In the middle of the cross supports we layed down ½" steel
plate that the bearings would be bolted onto. The top bearing support
had a 1 and ¼" hold drilled in it so the shaft could come
up through. The ½" plating would not be welded into its
box until all ;bearings are torqued down and the shaft sitting in
them to insure absolute parallel so the shaft would spin freely. Next came the motor mount which would hold the 15 hp Brigs and Stratton
spin motor. Obviously and real sturdy mount would be necessary to
handle the horsepower, weight of the motor in impact and impact transferred
to the motor when the blade strikes. Also the motor would need to
be able to move back and fourth to obtain proper v-belt tension.

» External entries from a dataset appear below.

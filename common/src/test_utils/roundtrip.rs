use std::fmt::{Debug, Display, LowerHex};
use std::str::FromStr;

use proptest::arbitrary::{any, Arbitrary};
use proptest::strategy::Strategy;
use proptest::test_runner::Config;
use proptest::{prop_assert_eq, proptest};
use serde::de::DeserializeOwned;
use serde::Serialize;

use crate::ed25519;

/// Quickly create a BCS roundtrip proptest.
///
/// ```ignore
/// bcs_roundtrip_proptest::<BearerAuthRequest>();
/// ```
pub fn bcs_roundtrip_proptest<T>()
where
    T: Arbitrary + PartialEq + Serialize + DeserializeOwned,
{
    proptest!(|(value1: T)| {
        let bcs_value1 = bcs::to_bytes(&value1).unwrap();
        let value2 = bcs::from_bytes::<T>(&bcs_value1).unwrap();
        let bcs_value2 = bcs::to_bytes(&value2).unwrap();
        prop_assert_eq!(&value1, &value2);
        // Serialized form should be canonical too
        prop_assert_eq!(&bcs_value1, &bcs_value2);
    });
}

/// Quickly create a [`serde_json::Value`] canonical roundtrip proptest. This
/// test is useful for dictionary-like types that serialize to/from a JSON
/// object.
///
/// This proptest verifies that `T` semi-canonically roundtrips to/from json,
/// though it uses [`serde_json::Value`] as the serialized representation,
/// rather than the standard json string. We use `Value` since the serialized
/// json string doesn't guarantee that order is preserved when ser/de'ing,
/// whereas the `Value` representation will still compare successfully.
///
/// This semi-canonical roundtrip property is also not guaranteed to be true for
/// all serializable types, since json value serializations are not always
/// canonical, even if our comparison is field order-invariant.
///
/// ```ignore
/// json_value_canonical_proptest::<BearerAuthRequest>();
/// ```
pub fn json_value_canonical_proptest<T>()
where
    T: Arbitrary + PartialEq + Serialize + DeserializeOwned,
{
    json_value_custom(any::<T>(), Config::default());
}

/// Create a [`serde_json::Value`] canonical roundtrip proptest using a custom
/// canonical strategy and custom proptest [`Config`]. Useful for testing
/// foreign types for which we cannot implement [`Arbitrary`], or reducing the
/// number of iterations on proptests that would otherwise take too long.
///
/// ```
/// # use common::test_utils::{arbitrary, roundtrip};
/// # use proptest::test_runner::Config;
/// let config = Config::with_cases(1);
/// roundtrip::json_value_custom(arbitrary::any_raw_tx(), config);
/// ```
pub fn json_value_custom<S, T>(strategy: S, config: Config)
where
    S: Strategy<Value = T>,
    T: PartialEq + Serialize + DeserializeOwned + Debug,
{
    proptest!(config, |(value1 in strategy)| {
        let json_value1 = serde_json::to_value(&value1).unwrap();
        let value2 = serde_json::from_value(json_value1.clone()).unwrap();
        let json_value2 = serde_json::to_value(&value2).unwrap();

        prop_assert_eq!(&value1, &value2);
        prop_assert_eq!(&json_value1, &json_value2);
    });
}

/// Quickly create a JSON string roundtrip proptest. This test is useful for
/// simple data types that map to/from a single base JSON type (string, int, ..)
///
/// ```ignore
/// json_string_roundtrip_proptest::<UserPk>();
/// ```
pub fn json_string_roundtrip_proptest<T>()
where
    T: Arbitrary + PartialEq + Serialize + DeserializeOwned,
{
    json_string_custom(any::<T>(), Config::default());
}

/// Create a JSON string roundtrip proptest using a custom canonical strategy
/// and custom proptest [`Config`]. Useful for testing foreign types for which
/// we cannot implement [`Arbitrary`], or reducing the number of iterations on
/// proptests that would otherwise take too long.
///
/// ```
/// # use common::api::UserPk;
/// # use common::test_utils::roundtrip;
/// # use proptest::arbitrary::{any, Arbitrary};
/// # use proptest::test_runner::Config;
///
/// let config = Config::with_cases(1);
/// roundtrip::json_string_custom(any::<UserPk>(), config);
/// ```
pub fn json_string_custom<S, T>(strategy: S, config: Config)
where
    S: Strategy<Value = T>,
    T: PartialEq + Serialize + DeserializeOwned + Debug,
{
    proptest!(config, |(value1 in strategy)| {
        let json_value1 = serde_json::to_string(&value1).unwrap();
        let value2 = serde_json::from_str::<T>(&json_value1).unwrap();
        prop_assert_eq!(&value1, &value2);
    });
}

/// Quickly create a roundtrip proptest for some `T` which can be signed.
///
/// # Example
/// ```ignore
/// signed_roundtrip_proptest::<BearerAuthRequest>();
/// ```
pub fn signed_roundtrip_proptest<T>()
where
    T: Arbitrary + PartialEq + Serialize + DeserializeOwned + ed25519::Signable,
{
    proptest!(|(seed: [u8; 32], value: T)| {
        let key_pair = ed25519::KeyPair::from_seed(&seed);
        let pubkey = key_pair.public_key();

        let (ser_value, signed_value) = key_pair.sign_struct(&value).unwrap();
        let signed_value2 = pubkey.verify_self_signed_struct(&ser_value).unwrap();
        let (ser_value2, _) = key_pair.sign_struct(signed_value2.inner()).unwrap();

        prop_assert_eq!(signed_value, signed_value2.as_ref());
        prop_assert_eq!(&ser_value, &ser_value2);
    });
}

/// Quickly create a roundtrip proptest for a [`FromStr`] / [`Display`] impl.
///
/// ```ignore
/// fromstr_display_roundtrip_proptest::<NodePk>();
/// ```
pub fn fromstr_display_roundtrip_proptest<T>()
where
    T: Arbitrary + PartialEq + FromStr + Display,
    <T as FromStr>::Err: Debug,
{
    fromstr_display_custom(any::<T>(), Config::default());
}

/// Create a roundtrip proptest for a [`FromStr`] / [`Display`] impl using a
/// custom canonical strategy and custom proptest [`Config`]. Useful for testing
/// foreign types for which we cannot implement [`Arbitrary`], or reducing the
/// number of iterations on proptests that would otherwise take too long.
///
/// ```
/// # use common::test_utils::{arbitrary, roundtrip};
/// # use proptest::test_runner::Config;
/// let config = Config::with_cases(1);
/// roundtrip::fromstr_display_custom(arbitrary::any_outpoint(), config);
/// ```
pub fn fromstr_display_custom<S, T>(strategy: S, config: Config)
where
    S: Strategy<Value = T>,
    T: PartialEq + FromStr + Display + Debug,
    <T as FromStr>::Err: Debug,
{
    proptest!(config, |(value1 in strategy)| {
        let value2 = T::from_str(&value1.to_string()).unwrap();
        prop_assert_eq!(value1, value2)
    });
}

/// Quickly create a roundtrip proptest for a [`FromStr`] / [`LowerHex`] impl.
///
/// ```ignore
/// fromstr_lowerhex_roundtrip_proptest::<NodePk>();
/// ```
pub fn fromstr_lowerhex_roundtrip_proptest<T>()
where
    T: Arbitrary + PartialEq + FromStr + LowerHex,
    <T as FromStr>::Err: Debug,
{
    fromstr_lowerhex_custom(any::<T>(), Config::default());
}

/// Create a roundtrip proptest for a [`FromStr`] / [`LowerHex`] impl using a
/// custom canonical strategy and custom proptest [`Config`]. Useful for testing
/// foreign types for which we cannot implement [`Arbitrary`], or reducing the
/// number of iterations on proptests that would otherwise take too long.
///
/// ```
/// # use common::test_utils::{arbitrary, roundtrip};
/// # use proptest::test_runner::Config;
/// let config = Config::with_cases(1);
/// roundtrip::fromstr_lowerhex_custom(arbitrary::any_script(), config);
/// ```
pub fn fromstr_lowerhex_custom<S, T>(strategy: S, config: Config)
where
    S: Strategy<Value = T>,
    T: PartialEq + FromStr + LowerHex + Debug,
    <T as FromStr>::Err: Debug,
{
    proptest!(config, |(value1 in strategy)| {
        let hex = format!("{value1:x}");
        let value2 = T::from_str(hex.as_str()).unwrap();
        prop_assert_eq!(value1, value2)
    });
}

We
did this by making a plate that is bolted directly to the top of the
motor with grade 8 bolts and was slotted on either side. On the bottom
there were two railings next to each slotted holes. This would enable
us to use 5/16 bolts going through the slotted holes into taped square
pieces of steel that would rest on the railing, this would not allow
the square pieces of steel to spin when tightening the bolts but allow
it to slide. Two plates were then attached to the upper cross supports
that two bolts in each could go down though into the slots. One plate
was welded directly to the frame while the other was bolted in with
12 bolts so the motor would come in and out. Extra supports were made
to the frame in the motor mount places to handle the stress that will
be applied there. Next came the 1" center shaft. As stated earlier it would be supported by two large bearing that could hold a static force of 2000 lbs each. To keep the shaft from making vertically we will use a brass washer then a 1" rubber piece another washer and a circlip. To make a spot for the circlip we will lathe down an indentation in the shaft. The rubber section would provide some impact resistance. The center shaft will be keyed for the pulley and spin shaft. A set screw will hold the pulley on which will sit above the main body of the bot under a protective cover. The spin motor in pre-keyed and a pulley will sit down on it. To achieve proper gearing a 8.5" pulley will be used on the center shaft while a 2" pulley will be used on the motor. The spinning blade will be a 1" thick and about 40" wide
with a width of about 4". It will be keyed and have a set screw
to hold it in place. Then the top of the center shaft will be taped
and two 1" bolts will also help hold it in place. To drive the battlebot we will utilize two 24 volt wheel chair motors,
they will be attached to 4" solid rubber wheels. The positive
and negative leads of the motors will be hooked up to two vantec 883
speed controllers in between the battery. These speed controllers
will be hooked up to our PCM radio receiver. The speed controllers
and the receiver will be shock mounted with rubber between them and
the base of the robot. The front wheels will be fixed forward mounted
on either side with pillow blocks. The battlebot will skid steer meaning
that to turn it will drag the front wheels to turn. On other battlebots
casters have proven to cause more problems then they are worse and
two fixed wheels add stability and help the bot track straight. The three motors, two 24 volt wheel chair motors and the 15 hp 48
volt Brigs and Stratton lynch motor, will be powered by 4 batteries.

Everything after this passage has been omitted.